DATA FOR THE TASK: Begin

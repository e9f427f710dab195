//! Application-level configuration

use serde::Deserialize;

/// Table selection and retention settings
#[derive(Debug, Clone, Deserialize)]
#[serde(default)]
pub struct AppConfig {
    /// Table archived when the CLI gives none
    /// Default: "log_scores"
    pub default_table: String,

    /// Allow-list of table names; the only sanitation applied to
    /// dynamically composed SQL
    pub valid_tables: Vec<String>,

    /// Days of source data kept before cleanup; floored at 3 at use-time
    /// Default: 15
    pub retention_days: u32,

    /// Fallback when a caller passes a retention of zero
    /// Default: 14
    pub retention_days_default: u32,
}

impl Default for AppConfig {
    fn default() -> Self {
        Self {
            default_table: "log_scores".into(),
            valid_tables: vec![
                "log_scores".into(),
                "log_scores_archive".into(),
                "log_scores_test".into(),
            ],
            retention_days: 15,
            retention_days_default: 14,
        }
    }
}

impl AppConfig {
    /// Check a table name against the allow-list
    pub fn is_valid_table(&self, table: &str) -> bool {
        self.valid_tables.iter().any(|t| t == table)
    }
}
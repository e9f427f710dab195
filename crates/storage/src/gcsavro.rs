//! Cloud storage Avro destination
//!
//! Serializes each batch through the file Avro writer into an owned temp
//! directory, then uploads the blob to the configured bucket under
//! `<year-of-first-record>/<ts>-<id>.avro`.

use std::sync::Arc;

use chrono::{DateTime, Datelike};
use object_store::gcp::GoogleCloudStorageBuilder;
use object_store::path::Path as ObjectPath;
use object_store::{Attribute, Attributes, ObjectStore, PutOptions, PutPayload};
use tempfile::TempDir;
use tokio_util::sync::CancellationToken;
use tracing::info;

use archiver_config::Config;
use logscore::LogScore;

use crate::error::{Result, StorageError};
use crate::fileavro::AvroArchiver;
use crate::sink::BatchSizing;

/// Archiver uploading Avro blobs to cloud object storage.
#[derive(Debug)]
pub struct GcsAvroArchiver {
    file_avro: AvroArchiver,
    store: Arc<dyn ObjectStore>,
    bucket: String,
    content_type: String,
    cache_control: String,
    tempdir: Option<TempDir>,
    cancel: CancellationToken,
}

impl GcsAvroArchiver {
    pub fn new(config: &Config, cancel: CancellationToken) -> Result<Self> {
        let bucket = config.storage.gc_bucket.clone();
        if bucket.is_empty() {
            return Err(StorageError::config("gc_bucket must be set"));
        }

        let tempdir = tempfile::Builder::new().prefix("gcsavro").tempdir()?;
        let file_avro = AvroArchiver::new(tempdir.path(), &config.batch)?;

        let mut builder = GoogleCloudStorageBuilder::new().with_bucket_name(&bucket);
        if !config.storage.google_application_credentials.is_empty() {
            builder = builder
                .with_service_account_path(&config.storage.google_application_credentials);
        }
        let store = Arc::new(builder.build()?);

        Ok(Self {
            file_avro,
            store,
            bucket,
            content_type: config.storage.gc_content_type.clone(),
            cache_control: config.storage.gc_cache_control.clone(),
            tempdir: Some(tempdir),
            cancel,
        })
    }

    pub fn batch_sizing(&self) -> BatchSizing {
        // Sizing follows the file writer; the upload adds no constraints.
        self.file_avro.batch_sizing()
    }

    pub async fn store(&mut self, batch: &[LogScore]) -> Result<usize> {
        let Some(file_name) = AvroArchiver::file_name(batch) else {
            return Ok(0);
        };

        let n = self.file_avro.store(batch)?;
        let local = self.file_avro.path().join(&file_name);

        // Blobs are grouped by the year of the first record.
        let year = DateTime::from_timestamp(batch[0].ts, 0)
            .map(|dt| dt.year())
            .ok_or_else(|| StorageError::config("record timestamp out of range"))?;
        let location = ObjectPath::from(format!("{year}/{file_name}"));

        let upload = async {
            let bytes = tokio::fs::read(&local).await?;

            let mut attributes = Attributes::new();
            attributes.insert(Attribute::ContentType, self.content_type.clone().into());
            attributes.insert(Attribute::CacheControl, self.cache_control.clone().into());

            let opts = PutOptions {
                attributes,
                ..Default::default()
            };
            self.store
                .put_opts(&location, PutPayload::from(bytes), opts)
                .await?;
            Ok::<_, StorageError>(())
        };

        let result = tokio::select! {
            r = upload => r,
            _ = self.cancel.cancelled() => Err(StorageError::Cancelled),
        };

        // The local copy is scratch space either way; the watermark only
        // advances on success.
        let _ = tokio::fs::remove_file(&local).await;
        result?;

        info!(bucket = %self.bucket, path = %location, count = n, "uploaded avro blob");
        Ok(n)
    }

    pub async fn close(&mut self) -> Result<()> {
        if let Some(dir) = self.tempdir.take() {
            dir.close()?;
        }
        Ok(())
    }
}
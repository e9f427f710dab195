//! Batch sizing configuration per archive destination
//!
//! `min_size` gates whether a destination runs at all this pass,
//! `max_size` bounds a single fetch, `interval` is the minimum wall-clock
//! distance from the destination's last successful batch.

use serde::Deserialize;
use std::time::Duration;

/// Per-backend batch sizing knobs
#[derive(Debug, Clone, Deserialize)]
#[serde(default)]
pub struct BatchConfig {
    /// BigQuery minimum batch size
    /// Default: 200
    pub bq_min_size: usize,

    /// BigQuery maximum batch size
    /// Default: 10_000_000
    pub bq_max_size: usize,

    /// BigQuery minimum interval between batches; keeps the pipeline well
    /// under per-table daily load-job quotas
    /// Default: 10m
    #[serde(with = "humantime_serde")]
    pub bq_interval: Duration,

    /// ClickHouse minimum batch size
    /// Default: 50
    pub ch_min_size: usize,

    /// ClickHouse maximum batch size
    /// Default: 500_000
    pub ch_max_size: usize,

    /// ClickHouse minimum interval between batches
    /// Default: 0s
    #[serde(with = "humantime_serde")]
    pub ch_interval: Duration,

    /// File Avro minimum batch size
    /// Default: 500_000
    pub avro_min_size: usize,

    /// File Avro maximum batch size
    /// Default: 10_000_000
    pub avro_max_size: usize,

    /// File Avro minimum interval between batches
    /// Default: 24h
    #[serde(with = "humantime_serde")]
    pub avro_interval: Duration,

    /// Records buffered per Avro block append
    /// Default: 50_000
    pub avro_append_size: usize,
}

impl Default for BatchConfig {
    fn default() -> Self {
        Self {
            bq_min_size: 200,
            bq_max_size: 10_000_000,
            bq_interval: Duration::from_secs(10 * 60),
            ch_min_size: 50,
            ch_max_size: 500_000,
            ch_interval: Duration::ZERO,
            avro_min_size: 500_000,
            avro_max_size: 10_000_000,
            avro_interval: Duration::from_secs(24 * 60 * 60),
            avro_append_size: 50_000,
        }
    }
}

DATA FOR THE TASK: End

WORK REQUIRED:
Filter the lines above, keeping and copying those that contain "location".

ANSWER TO THIS TASK:
        let location = ObjectPath::from(format!("{year}/{file_name}"));
                .put_opts(&location, PutPayload::from(bytes), opts)
        info!(bucket = %self.bucket, path = %location, count = n, "uploaded avro blob");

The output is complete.